═══ Data listing ═══

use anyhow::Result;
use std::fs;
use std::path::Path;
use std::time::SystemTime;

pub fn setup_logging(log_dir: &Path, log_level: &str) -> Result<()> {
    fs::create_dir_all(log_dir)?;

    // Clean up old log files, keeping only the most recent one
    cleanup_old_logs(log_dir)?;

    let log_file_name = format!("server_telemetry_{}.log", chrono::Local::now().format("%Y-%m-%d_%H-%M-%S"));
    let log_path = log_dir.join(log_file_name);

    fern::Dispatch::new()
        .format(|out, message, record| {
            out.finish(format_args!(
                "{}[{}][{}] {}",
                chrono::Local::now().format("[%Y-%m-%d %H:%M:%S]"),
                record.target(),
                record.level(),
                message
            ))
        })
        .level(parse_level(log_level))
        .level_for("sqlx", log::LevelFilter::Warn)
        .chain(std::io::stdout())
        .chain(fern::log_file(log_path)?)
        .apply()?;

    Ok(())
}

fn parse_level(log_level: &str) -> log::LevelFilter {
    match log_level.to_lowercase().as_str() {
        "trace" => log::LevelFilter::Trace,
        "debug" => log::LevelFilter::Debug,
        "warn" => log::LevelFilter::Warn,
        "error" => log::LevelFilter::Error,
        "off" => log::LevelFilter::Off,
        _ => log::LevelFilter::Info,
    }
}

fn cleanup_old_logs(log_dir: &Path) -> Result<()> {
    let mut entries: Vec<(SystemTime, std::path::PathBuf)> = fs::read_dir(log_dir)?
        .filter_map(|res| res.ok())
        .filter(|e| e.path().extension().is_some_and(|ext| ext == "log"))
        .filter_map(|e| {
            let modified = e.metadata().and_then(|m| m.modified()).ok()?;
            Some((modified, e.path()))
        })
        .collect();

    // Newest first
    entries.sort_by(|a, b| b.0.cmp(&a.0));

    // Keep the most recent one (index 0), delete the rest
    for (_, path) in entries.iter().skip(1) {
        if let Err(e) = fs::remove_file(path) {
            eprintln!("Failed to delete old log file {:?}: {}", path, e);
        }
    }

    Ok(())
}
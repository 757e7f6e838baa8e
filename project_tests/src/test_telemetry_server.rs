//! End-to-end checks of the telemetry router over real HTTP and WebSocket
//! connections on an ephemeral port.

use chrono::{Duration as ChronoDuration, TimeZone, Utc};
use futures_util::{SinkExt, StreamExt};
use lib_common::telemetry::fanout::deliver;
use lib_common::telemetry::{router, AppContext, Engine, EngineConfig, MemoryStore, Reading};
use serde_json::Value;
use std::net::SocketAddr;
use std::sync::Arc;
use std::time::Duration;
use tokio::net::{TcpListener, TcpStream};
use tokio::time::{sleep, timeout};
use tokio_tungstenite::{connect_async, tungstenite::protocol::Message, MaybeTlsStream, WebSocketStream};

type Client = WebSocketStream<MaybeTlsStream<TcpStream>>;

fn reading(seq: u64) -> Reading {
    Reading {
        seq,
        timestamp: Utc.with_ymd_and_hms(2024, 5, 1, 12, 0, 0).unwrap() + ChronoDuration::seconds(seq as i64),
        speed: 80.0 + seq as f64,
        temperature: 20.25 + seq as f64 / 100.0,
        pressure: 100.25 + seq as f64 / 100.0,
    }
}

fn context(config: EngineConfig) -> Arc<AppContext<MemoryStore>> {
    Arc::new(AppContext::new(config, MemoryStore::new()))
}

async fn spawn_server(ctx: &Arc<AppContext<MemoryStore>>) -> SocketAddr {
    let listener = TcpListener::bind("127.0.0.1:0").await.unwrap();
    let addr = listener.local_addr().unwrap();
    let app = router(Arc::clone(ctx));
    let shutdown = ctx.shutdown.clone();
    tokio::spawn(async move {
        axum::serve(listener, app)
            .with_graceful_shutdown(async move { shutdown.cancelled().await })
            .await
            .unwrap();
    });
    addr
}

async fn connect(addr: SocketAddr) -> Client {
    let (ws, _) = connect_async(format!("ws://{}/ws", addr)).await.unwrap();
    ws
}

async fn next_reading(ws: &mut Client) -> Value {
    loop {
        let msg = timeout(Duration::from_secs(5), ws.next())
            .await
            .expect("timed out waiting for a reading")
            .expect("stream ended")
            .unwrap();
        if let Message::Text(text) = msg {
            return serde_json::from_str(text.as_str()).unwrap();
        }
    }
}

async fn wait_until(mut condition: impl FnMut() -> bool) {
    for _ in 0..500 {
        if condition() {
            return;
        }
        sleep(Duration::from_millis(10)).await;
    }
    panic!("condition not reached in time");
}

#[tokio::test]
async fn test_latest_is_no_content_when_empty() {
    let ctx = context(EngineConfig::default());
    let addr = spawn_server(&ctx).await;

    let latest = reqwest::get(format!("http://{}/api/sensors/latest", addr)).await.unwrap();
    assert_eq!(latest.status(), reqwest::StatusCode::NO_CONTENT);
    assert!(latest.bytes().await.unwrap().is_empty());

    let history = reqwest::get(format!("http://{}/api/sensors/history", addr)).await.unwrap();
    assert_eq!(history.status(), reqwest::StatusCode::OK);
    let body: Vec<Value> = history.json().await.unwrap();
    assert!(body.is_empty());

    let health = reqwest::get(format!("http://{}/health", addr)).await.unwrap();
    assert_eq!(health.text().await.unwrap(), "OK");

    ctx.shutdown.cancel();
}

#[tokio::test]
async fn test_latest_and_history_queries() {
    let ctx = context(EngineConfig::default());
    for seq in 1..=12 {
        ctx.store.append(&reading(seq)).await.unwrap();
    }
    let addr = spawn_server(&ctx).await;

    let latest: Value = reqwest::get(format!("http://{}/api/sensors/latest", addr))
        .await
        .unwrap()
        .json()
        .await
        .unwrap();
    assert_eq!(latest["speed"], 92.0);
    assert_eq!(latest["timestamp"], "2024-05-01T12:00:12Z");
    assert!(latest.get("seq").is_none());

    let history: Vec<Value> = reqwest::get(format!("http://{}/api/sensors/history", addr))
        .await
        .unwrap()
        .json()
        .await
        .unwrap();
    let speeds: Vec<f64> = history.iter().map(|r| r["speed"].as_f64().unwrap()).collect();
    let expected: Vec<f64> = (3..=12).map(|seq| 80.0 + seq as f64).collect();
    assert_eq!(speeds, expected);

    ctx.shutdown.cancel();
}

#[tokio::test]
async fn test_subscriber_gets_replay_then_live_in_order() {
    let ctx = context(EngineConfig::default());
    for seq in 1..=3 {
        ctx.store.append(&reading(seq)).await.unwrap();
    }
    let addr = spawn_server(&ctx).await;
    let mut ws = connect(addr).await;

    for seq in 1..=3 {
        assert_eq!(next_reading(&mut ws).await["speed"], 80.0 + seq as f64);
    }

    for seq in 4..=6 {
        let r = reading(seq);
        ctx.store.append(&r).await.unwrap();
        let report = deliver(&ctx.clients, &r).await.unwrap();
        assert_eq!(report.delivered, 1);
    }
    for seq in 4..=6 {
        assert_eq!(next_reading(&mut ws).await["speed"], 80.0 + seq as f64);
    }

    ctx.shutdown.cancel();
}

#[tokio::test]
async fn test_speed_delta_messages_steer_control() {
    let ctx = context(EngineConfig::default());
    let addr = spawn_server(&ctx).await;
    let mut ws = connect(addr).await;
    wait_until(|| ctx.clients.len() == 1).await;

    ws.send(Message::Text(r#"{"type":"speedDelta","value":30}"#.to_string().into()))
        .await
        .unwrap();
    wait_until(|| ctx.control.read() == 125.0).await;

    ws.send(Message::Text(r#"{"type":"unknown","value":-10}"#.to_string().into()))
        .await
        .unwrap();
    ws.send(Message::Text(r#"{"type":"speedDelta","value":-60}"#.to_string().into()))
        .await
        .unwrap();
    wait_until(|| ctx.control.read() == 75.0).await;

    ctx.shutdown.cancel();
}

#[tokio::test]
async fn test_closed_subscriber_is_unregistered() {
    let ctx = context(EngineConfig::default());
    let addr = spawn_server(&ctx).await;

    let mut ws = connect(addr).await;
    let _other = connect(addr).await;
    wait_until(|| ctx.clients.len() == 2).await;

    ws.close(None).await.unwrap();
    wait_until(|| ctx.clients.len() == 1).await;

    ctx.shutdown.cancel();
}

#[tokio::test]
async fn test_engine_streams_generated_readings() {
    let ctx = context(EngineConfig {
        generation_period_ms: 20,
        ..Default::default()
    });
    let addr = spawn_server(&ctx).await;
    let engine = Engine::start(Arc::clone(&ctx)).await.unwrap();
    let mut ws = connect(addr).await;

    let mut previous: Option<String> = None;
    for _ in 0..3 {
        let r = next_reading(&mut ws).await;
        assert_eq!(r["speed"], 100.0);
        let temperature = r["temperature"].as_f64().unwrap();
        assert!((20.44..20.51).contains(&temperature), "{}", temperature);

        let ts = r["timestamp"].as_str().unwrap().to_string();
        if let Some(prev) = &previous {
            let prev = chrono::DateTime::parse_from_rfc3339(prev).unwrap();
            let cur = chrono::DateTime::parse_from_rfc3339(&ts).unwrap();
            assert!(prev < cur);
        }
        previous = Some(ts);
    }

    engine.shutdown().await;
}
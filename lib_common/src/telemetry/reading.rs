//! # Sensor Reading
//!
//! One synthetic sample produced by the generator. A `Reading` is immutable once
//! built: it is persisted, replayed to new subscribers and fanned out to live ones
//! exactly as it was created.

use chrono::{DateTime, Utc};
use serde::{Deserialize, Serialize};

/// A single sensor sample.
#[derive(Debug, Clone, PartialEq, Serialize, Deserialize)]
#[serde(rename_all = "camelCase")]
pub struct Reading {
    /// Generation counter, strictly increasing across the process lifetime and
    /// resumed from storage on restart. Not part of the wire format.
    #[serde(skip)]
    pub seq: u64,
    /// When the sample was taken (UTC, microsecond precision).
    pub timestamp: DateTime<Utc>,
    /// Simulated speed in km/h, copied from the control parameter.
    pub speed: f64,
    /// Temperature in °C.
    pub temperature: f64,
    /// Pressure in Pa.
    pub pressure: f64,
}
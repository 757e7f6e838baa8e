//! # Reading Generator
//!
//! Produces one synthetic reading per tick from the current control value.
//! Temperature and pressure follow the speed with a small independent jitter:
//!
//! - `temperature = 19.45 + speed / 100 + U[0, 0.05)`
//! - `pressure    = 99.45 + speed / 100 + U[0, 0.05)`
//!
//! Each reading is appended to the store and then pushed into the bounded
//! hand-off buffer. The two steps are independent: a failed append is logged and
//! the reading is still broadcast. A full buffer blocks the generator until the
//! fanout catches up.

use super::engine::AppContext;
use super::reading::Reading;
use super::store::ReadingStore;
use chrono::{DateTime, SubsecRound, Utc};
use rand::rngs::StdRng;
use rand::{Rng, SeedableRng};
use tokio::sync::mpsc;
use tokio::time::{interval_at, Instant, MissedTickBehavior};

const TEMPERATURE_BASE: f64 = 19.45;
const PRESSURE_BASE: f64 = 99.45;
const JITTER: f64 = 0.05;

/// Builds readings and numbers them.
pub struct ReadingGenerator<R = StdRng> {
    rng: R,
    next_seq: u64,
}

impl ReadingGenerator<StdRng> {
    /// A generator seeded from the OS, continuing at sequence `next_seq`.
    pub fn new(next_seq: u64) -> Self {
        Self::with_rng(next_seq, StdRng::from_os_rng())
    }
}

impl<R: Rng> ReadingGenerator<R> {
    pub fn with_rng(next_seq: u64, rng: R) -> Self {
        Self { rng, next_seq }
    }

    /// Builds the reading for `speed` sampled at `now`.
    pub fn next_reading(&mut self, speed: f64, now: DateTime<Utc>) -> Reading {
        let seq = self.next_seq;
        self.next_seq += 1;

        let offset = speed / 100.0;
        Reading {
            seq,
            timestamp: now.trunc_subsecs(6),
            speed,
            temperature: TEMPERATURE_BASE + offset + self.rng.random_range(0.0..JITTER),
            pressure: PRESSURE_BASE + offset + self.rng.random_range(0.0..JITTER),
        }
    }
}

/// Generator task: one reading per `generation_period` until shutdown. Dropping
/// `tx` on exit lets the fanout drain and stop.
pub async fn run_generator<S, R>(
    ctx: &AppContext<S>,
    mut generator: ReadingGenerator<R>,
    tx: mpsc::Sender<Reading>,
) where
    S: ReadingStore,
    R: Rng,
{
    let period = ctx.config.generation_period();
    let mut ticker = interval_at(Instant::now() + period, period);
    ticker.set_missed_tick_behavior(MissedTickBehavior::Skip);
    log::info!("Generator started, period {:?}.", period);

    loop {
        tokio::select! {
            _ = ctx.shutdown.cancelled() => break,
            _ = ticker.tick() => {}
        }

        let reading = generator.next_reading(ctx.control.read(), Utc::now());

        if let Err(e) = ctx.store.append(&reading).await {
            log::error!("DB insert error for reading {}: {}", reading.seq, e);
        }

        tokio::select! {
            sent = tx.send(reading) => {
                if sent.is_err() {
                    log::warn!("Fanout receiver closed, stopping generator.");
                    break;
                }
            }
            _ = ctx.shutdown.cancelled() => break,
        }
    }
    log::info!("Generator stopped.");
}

═══

What is required
Quote exactly the stretch of lines above that starts at the first one and ends at the line with "fn parse_level(log_level: &str)", and nothing beyond it.

Output for this task
use anyhow::Result;
use std::fs;
use std::path::Path;
use std::time::SystemTime;

pub fn setup_logging(log_dir: &Path, log_level: &str) -> Result<()> {
    fs::create_dir_all(log_dir)?;

    // Clean up old log files, keeping only the most recent one
    cleanup_old_logs(log_dir)?;

    let log_file_name = format!("server_telemetry_{}.log", chrono::Local::now().format("%Y-%m-%d_%H-%M-%S"));
    let log_path = log_dir.join(log_file_name);

    fern::Dispatch::new()
        .format(|out, message, record| {
            out.finish(format_args!(
                "{}[{}][{}] {}",
                chrono::Local::now().format("[%Y-%m-%d %H:%M:%S]"),
                record.target(),
                record.level(),
                message
            ))
        })
        .level(parse_level(log_level))
        .level_for("sqlx", log::LevelFilter::Warn)
        .chain(std::io::stdout())
        .chain(fern::log_file(log_path)?)
        .apply()?;

    Ok(())
}

fn parse_level(log_level: &str) -> log::LevelFilter {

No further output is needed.